• **What to produce**:
Every line that contains the word "over" is to be copied from the listing.

• **Given records**:

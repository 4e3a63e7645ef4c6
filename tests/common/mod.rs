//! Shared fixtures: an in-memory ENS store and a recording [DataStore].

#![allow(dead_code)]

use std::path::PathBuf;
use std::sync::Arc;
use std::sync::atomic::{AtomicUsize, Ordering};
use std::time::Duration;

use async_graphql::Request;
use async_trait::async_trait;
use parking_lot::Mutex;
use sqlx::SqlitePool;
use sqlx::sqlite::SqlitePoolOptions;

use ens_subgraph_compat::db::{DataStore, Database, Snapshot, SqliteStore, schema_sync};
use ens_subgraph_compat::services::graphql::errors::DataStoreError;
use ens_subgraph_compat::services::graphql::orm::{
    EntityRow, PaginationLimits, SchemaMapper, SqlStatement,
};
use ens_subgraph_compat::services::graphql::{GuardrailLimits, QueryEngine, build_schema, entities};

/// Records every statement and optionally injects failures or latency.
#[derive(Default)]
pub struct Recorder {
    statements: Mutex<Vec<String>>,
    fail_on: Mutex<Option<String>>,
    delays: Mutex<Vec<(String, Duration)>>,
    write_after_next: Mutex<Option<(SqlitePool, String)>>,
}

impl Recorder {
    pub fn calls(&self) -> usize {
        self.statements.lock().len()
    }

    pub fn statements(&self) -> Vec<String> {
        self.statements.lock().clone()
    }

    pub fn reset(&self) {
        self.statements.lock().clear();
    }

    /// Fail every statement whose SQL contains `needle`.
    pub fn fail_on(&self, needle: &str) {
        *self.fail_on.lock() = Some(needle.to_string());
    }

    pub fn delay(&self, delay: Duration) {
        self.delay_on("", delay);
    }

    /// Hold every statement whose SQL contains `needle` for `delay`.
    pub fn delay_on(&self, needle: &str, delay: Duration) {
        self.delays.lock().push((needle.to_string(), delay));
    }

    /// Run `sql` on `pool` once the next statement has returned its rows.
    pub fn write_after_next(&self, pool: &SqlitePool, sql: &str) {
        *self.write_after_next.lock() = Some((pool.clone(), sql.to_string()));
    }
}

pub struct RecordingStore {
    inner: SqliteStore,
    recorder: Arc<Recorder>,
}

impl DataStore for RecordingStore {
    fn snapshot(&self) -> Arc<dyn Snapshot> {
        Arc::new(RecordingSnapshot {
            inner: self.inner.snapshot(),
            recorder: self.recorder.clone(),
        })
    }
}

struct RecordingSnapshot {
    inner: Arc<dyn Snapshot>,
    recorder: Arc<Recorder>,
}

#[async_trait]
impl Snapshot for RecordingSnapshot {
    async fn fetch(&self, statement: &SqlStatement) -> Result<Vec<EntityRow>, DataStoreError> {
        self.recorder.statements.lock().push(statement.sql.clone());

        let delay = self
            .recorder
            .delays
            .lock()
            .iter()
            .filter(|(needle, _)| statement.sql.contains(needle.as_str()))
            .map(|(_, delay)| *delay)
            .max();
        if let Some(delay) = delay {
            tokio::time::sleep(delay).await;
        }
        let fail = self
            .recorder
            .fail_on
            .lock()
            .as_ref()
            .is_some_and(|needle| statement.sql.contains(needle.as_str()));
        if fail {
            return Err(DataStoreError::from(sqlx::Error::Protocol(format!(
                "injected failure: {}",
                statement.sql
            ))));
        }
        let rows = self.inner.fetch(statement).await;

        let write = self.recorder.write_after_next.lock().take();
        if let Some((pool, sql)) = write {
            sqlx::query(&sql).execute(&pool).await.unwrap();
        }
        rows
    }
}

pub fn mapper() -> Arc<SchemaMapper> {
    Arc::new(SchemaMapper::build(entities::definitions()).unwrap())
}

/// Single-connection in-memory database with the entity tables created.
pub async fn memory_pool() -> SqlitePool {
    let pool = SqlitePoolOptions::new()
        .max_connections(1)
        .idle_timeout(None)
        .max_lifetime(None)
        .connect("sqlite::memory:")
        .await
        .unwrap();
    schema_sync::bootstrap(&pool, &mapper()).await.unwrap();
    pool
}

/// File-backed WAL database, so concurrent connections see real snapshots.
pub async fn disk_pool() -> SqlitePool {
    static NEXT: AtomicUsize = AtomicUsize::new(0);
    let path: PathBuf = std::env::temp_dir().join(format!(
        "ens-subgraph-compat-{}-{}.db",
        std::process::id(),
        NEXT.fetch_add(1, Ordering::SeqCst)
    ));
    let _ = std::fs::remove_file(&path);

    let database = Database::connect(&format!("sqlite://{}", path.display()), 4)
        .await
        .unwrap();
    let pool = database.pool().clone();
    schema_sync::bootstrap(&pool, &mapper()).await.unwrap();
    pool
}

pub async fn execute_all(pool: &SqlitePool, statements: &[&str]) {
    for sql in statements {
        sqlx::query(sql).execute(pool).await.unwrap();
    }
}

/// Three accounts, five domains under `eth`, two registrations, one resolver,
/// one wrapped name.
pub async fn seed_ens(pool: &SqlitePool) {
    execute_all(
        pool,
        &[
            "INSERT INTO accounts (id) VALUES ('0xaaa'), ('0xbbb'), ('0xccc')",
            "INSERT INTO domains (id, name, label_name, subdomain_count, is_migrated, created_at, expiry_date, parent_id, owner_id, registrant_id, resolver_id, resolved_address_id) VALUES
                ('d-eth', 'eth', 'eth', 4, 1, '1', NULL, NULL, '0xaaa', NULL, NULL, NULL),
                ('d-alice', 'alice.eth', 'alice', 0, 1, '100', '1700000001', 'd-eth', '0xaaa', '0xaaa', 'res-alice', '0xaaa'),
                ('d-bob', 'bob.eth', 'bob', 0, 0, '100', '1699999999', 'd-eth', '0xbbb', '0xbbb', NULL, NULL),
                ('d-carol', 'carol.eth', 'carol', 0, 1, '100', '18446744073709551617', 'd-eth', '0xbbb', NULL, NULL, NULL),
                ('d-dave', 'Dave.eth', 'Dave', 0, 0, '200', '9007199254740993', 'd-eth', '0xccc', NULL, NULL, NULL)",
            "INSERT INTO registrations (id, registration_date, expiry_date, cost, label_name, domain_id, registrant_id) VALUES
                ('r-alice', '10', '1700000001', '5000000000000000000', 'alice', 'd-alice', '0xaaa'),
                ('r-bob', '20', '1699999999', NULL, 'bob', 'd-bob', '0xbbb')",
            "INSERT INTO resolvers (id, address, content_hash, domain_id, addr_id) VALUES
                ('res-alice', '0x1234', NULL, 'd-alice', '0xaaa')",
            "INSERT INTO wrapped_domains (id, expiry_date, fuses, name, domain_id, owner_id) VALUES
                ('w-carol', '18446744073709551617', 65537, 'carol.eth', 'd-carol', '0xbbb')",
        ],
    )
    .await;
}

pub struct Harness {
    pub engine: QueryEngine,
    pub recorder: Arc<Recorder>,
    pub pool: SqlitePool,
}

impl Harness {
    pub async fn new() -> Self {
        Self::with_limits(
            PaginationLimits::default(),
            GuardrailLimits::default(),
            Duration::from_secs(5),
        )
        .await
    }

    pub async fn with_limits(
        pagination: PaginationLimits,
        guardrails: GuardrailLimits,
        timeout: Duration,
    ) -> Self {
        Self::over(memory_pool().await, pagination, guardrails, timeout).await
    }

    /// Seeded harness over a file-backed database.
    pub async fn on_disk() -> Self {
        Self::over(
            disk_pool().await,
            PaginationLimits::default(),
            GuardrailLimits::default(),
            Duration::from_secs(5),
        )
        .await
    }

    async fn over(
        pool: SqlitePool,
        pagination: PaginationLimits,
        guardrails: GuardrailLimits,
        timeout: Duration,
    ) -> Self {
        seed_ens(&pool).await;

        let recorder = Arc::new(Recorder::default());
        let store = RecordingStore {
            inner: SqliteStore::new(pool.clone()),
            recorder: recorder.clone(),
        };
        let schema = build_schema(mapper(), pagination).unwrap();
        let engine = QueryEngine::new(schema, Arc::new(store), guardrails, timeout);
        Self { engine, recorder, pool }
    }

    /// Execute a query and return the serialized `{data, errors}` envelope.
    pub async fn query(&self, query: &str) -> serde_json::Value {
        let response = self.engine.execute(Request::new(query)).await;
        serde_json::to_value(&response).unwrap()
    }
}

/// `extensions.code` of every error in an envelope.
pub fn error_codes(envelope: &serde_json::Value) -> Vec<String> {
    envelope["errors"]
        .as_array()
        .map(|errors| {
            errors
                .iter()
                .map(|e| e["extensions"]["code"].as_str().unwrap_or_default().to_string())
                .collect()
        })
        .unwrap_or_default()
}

• **Answer box**:
        Self::over(memory_pool().await, pagination, guardrails, timeout).await
    /// Seeded harness over a file-backed database.
        Self::over(
    async fn over(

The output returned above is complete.